A study by Bitcoin mining firm Genesis Mining has shown that a startling number of US citizens have no idea about how their financial system works. A whopping 29 percent of respondents said they thought the US dollar is still backed entirely by gold.

The study’s findings highlight just how little is really known by the general public about the nature of modern banking. If education about finance proliferates, the value of Bitcoin as these hardest form of money in history might become apparent to more individuals.

Is Lack of Knowledge About Modern Banking Holding back Bitcoin Adoption?

The study, conducted by Genesis Mining, is titled “Perceptions of Money and Banking in the United States 2019.” It sought to discover just how much the general public knows about the way the Federal Reserve and wider banking system operates. The 1,000 respondents were asked a series of 23 questions about US banking on September 19 this year.

Knowledge of key details of the operation of central banks is sorely missing.

The study, detailed in a press release published earlier today, states that a massive 29 percent of individuals believe that the US dollar is still backed by gold reserves as it was in the early 20th century.
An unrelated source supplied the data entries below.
impl ClientGame {
    pub fn new(name: String, color: TankColor) -> Self {
        ClientGame {
            local_tank: Tank::new(0, name, color, Vec2::new(world::CENTER_X, world::CENTER_Y)),
            prediction: ClientPrediction::new(),
            interpolation: InterpolationManager::new(),
            remote_players: HashMap::new(),
            enemies: HashMap::new(),
            bullets: HashMap::new(),
            unconfirmed_bullets: Vec::new(),
            server_state: None,
            reconcile_target_position: Vec2::ZERO,
            reconcile_target_rotation: 0.0,
            is_reconciling: false,
            last_acked_input: 0,
        }
    }

    pub fn local_player_id(&self) -> u32 {
        self.local_tank.id
    }

    pub fn set_local_player_id(&mut self, player_id: u32) {
        self.local_tank.id = player_id;
    }

    pub fn last_acked_input(&self) -> u32 {
        self.last_acked_input
    }

    // ---- prediction ------------------------------------------------------

    /// Applies one input sample to the predicted tank (the server's exact
    /// movement rules), records it for reconciliation, and returns the
    /// sequenced frame to transmit.
    pub fn predict_input(&mut self, sample: &InputSample, timestamp: i64, dt: f32) -> InputFrame {
        let barrel = match sample.mouse_position {
            Some(mouse) => aim_at(self.local_tank.position, mouse)
                .unwrap_or_else(|| self.local_tank.barrel_rotation()),
            None => self.local_tank.barrel_rotation(),
        };

        let mut frame = InputFrame::new(timestamp, sample.moving, dt, barrel);
        let sequence = self.prediction.store_input(frame.clone());
        frame.sequence = sequence;

        self.apply_frame_to_local(&frame);

        self.prediction.store_predicted_state(PredictedState {
            sequence,
            timestamp,
            position: self.local_tank.position,
            body_rotation: self.local_tank.body_rotation(),
            barrel_rotation: self.local_tank.barrel_rotation(),
        });

        frame
    }

    /// Movement rules shared with the server: turn, then translate along
    /// the facing, then clamp. Also the replay path after a correction.
    fn apply_frame_to_local(&mut self, frame: &InputFrame) {
        let tank = &mut self.local_tank;
        let dt = frame.delta_time;

        if frame.moving.left {
            tank.set_body_rotation(tank.body_rotation() - TANK_ROTATION_SPEED * dt);
        } else if frame.moving.right {
            tank.set_body_rotation(tank.body_rotation() + TANK_ROTATION_SPEED * dt);
        }

        let facing = tank.facing();
        if frame.moving.forward {
            tank.position += facing * TANK_MOVEMENT_SPEED * dt;
        } else if frame.moving.backward {
            tank.position -= facing * TANK_MOVEMENT_SPEED * dt;
        }

        tank.position = world::clamp_position(tank.position);
        tank.set_barrel_rotation(frame.barrel_rotation);
    }

    /// Spawns the local ghost for a fired shot. Returns the bullet's spawn
    /// position and direction for the wire request, or `None` while on
    /// cooldown or dead.
    pub fn try_fire(&mut self) -> Option<(Vec2, Vec2)> {
        if !self.local_tank.can_shoot() {
            return None;
        }
        self.local_tank.shoot_cooldown = entities::TANK_SHOOT_COOLDOWN;

        let spawn = self.local_tank.barrel_end();
        let radians = self.local_tank.barrel_rotation().to_radians();
        let direction = Vec2::new(radians.cos(), radians.sin());

        self.unconfirmed_bullets.push(UnconfirmedBullet {
            bullet: Bullet::new(
                BulletKind::PlayerStandard,
                spawn,
                direction,
                self.local_tank.id,
            ),
            seen_server_update: false,
        });

        Some((spawn, direction))
    }

    // ---- authoritative updates ------------------------------------------

    /// Ingests a GameState snapshot: remote entities feed the interpolation
    /// buffers, the local entry is stashed for reconciliation, and entities
    /// missing from the snapshot are dropped.
    pub fn apply_game_state(
        &mut self,
        players: Vec<PlayerData>,
        enemies: Vec<EnemyData>,
        last_acked_input: u32,
        timestamp: i64,
    ) {
        if !self.interpolation.is_initialized() {
            self.interpolation.initialize(timestamp);
        }

        let local_id = self.local_tank.id;
        let mut seen_players: Vec<u32> = Vec::with_capacity(players.len());

        for player in players {
            if player.player_id == local_id {
                self.stash_authoritative(&player);
                continue;
            }
            seen_players.push(player.player_id);
            let snapshot = EntitySnapshot::new(
                timestamp,
                Vec2::new(player.x, player.y),
                player.body_rotation,
                player.barrel_rotation,
                MoveFlags {
                    forward: player.moving_forward,
                    backward: player.moving_backward,
                    left: player.moving_left,
                    right: player.moving_right,
                },
            );
            self.interpolation.add_snapshot(player.player_id, snapshot);
            self.remote_players.insert(player.player_id, player);
        }

        let departed: Vec<u32> = self
            .remote_players
            .keys()
            .filter(|id| !seen_players.contains(*id))
            .copied()
            .collect();
        for player_id in departed {
            debug!("remote player {} left", player_id);
            self.remote_players.remove(&player_id);
            self.interpolation.remove_entity(player_id);
        }

        let mut seen_enemies: Vec<u32> = Vec::with_capacity(enemies.len());
        for enemy in enemies {
            seen_enemies.push(enemy.enemy_id);
            let snapshot = EntitySnapshot::new(
                timestamp,
                Vec2::new(enemy.x, enemy.y),
                enemy.body_rotation,
                enemy.barrel_rotation,
                MoveFlags::default(),
            );
            self.interpolation.add_snapshot(enemy.enemy_id, snapshot);
            self.enemies.insert(enemy.enemy_id, enemy);
        }
        let destroyed: Vec<u32> = self
            .enemies
            .keys()
            .filter(|id| !seen_enemies.contains(*id))
            .copied()
            .collect();
        for enemy_id in destroyed {
            self.enemies.remove(&enemy_id);
            self.interpolation.remove_entity(enemy_id);
        }

        if last_acked_input > self.last_acked_input {
            self.last_acked_input = last_acked_input;
            self.prediction.cleanup_history(last_acked_input);
        }
    }

    fn stash_authoritative(&mut self, player: &PlayerData) {
        // Health, score and death are server-owned and applied directly;
        // position flows through the tiered reconciliation instead.
        self.local_tank.set_max_health(player.max_health);
        self.local_tank.set_health(player.health);
        self.local_tank.score = player.score;
        self.local_tank.is_dead = player.is_dead;

        self.server_state = Some(ServerAuthoritativeState {
            position: Vec2::new(player.x, player.y),
            body_rotation: player.body_rotation,
            health: player.health,
            max_health: player.max_health,
            score: player.score,
            is_dead: player.is_dead,
        });
    }

    pub fn acknowledge_input(&mut self, acked_sequence: u32) {
        self.prediction.acknowledge_input(acked_sequence);
        if acked_sequence > self.last_acked_input {
            self.last_acked_input = acked_sequence;
        }
    }

    /// Three-tier reconciliation against the stashed authoritative state.
    /// The barrel is mouse-owned and never touched here.
    pub fn reconcile(&mut self, dt: f32) {
        if let Some(auth) = self.server_state.take() {
            let error = self.local_tank.position.distance(auth.position);

            if error < IGNORE_THRESHOLD {
                // Agreement within noise.
            } else if error < SMOOTH_CORRECTION_THRESHOLD {
                self.reconcile_target_position = auth.position;
                self.reconcile_target_rotation = auth.body_rotation;
                self.is_reconciling = true;
            } else if error < SNAP_CORRECTION_THRESHOLD {
                debug!("medium correction: {:.1} units of drift", error);
                let halfway = self
                    .local_tank
                    .position
                    .lerp(auth.position, 0.5);
                self.local_tank.position = world::clamp_position(halfway);
                self.local_tank.set_body_rotation(auth.body_rotation);
                self.reconcile_target_position = auth.position;
                self.reconcile_target_rotation = auth.body_rotation;
                self.is_reconciling = true;
                self.prediction
                    .mark_inputs_for_replay(self.last_acked_input + 1);
            } else {
                warn!("hard snap: {:.1} units of drift", error);
                self.local_tank.position = world::clamp_position(auth.position);
                self.local_tank.set_body_rotation(auth.body_rotation);
                self.is_reconciling = false;
                self.replay_unacknowledged_inputs();
            }
        }

        if self.is_reconciling {
            let factor = (RECONCILIATION_RATE * dt).clamp(0.0, 1.0);
            let target = self.reconcile_target_position;
            self.local_tank.position = self.local_tank.position.lerp(target, factor);

            let current = self.local_tank.body_rotation();
            let mut diff = self.reconcile_target_rotation - current;
            if diff > 180.0 {
                diff -= 360.0;
            }
            if diff < -180.0 {
                diff += 360.0;
            }
            self.local_tank.set_body_rotation(current + diff * factor);

            if self.local_tank.position.distance(target) < RECONCILIATION_DONE {
                self.is_reconciling = false;
            }
        }
    }

    /// Replays every unacknowledged input, in order, against the freshly
    /// snapped state. Replayed frames reuse the barrel rotation captured
    /// with them, so aim history survives the correction.
    fn replay_unacknowledged_inputs(&mut self) {
        self.prediction
            .mark_inputs_for_replay(self.last_acked_input + 1);
        let frames = self.prediction.inputs_to_replay();
        if !frames.is_empty() {
            debug!("replaying {} inputs after snap", frames.len());
        }
        for frame in frames {
            self.apply_frame_to_local(&frame);
        }
        self.prediction.clear_replay_flags();
    }

    // ---- bullets ---------------------------------------------------------

    /// Server bullet list is authoritative: present ids are overwritten,
    /// missing ids are removed. Local ghosts survive one update cycle and
    /// are then dropped whether or not the server confirmed the shot.
    pub fn apply_bullet_update(&mut self, bullets: Vec<BulletData>) {
        self.bullets.clear();
        for bullet in bullets {
            self.bullets.insert(bullet.bullet_id, bullet);
        }

        self.unconfirmed_bullets.retain(|u| !u.seen_server_update);
        for unconfirmed in self.unconfirmed_bullets.iter_mut() {
            unconfirmed.seen_server_update = true;
        }
    }

    /// An enemy fired (or another player's shot was relayed): show a ghost
    /// until the next bullet update carries the real thing.
    pub fn apply_bullet_spawn(&mut self, owner_id: u32, position: Vec2, direction: Vec2) {
        let kind = if entities::is_enemy_id(owner_id) {
            BulletKind::EnemyStandard
        } else {
            BulletKind::PlayerStandard
        };
        self.unconfirmed_bullets.push(UnconfirmedBullet {
            bullet: Bullet::new(kind, position, direction, owner_id),
            seen_server_update: false,
        });
    }

    pub fn apply_bullet_destroy(&mut self, bullet_id: u32) {
        self.bullets.remove(&bullet_id);
    }

    /// Advances local ghosts and confirmed bullets between server updates.
    pub fn step_bullets(&mut self, dt: f32) {
        for unconfirmed in self.unconfirmed_bullets.iter_mut() {
            unconfirmed.bullet.step(dt);
        }
        self.unconfirmed_bullets.retain(|u| !u.bullet.is_expired());

        for bullet in self.bullets.values_mut() {
            bullet.x += bullet.velocity_x * dt;
            bullet.y += bullet.velocity_y * dt;
            bullet.lifetime -= dt;
        }
        self.bullets.retain(|_, b| b.lifetime > 0.0);
    }

    // ---- lifecycle events ------------------------------------------------

    pub fn apply_player_death(&mut self, player_id: u32, score_penalty: i32) {
        if player_id == self.local_tank.id {
            info!("you died (-{} points)", score_penalty);
            self.local_tank.is_dead = true;
            self.local_tank.set_health(0.0);
        } else if let Some(player) = self.remote_players.get_mut(&player_id) {
            player.is_dead = true;
            player.health = 0.0;
        }
    }

    pub fn apply_player_respawn(&mut self, player_id: u32, position: Vec2, health: f32) {
        if player_id == self.local_tank.id {
            info!("respawned at ({:.0}, {:.0})", position.x, position.y);
            self.local_tank.is_dead = false;
            self.local_tank.position = position;
            self.local_tank.set_health(health);
            self.local_tank.set_body_rotation(0.0);
            // Predictions made before death are meaningless now.
            self.prediction.clear();
            self.is_reconciling = false;
            self.server_state = None;
        } else if let Some(player) = self.remote_players.get_mut(&player_id) {
            player.is_dead = false;
            player.health = health;
            player.x = position.x;
            player.y = position.y;
        }
    }

    // ---- render access ---------------------------------------------------

    pub fn remote_player_ids(&self) -> Vec<u32> {
        self.remote_players.keys().copied().collect()
    }

    pub fn remote_player_info(&self, player_id: u32) -> Option<&PlayerData> {
        self.remote_players.get(&player_id)
    }

    /// Time-delayed smooth pose for a remote player or enemy.
    pub fn entity_view(&mut self, entity_id: u32) -> Option<InterpolatedState> {
        self.interpolation.state_of(entity_id)
    }

    pub fn enemy_ids(&self) -> Vec<u32> {
        self.enemies.keys().copied().collect()
    }

    pub fn enemy_info(&self, enemy_id: u32) -> Option<&EnemyData> {
        self.enemies.get(&enemy_id)
    }

    pub fn confirmed_bullets(&self) -> impl Iterator<Item = &BulletData> {
        self.bullets.values()
    }

    pub fn unconfirmed_bullet_count(&self) -> usize {
        self.unconfirmed_bullets.len()
    }

    pub fn is_reconciling(&self) -> bool {
        self.is_reconciling
    }

    pub fn clear(&mut self) {
        self.remote_players.clear();
        self.enemies.clear();
        self.bullets.clear();
        self.unconfirmed_bullets.clear();
        self.prediction.clear();
        self.interpolation.clear();
        self.server_state = None;
        self.is_reconciling = false;
        self.last_acked_input = 0;
    }
}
This is not the only huge misconception many of those asked held about the US financial system though.

More than half (54 percent) said that they believed that Federal Reserve Banks were owned exclusively by the US government, 26 percent said that they thought that banks held 100 percent of customer funds deposited with them as reserves, and 24 percent said that it was the Fed’s job to secure gold reserves.

As well as how well the respondents understand the system itself, the study asked about their spending habits. It found that more than two-thirds preferred some form of electronic payment (debit or credit cards mostly) over cash payments. However, somewhat conversely, a massive 76 percent said that they were against the idea of the US government replacing paper money with a purely digital currency.

Evidently, knowledge about how central banks in the US and beyond operate is lacking, at least in the US. With scant understanding of how the system really works, it is hardly surprising that many are yet to see the value in Bitcoin.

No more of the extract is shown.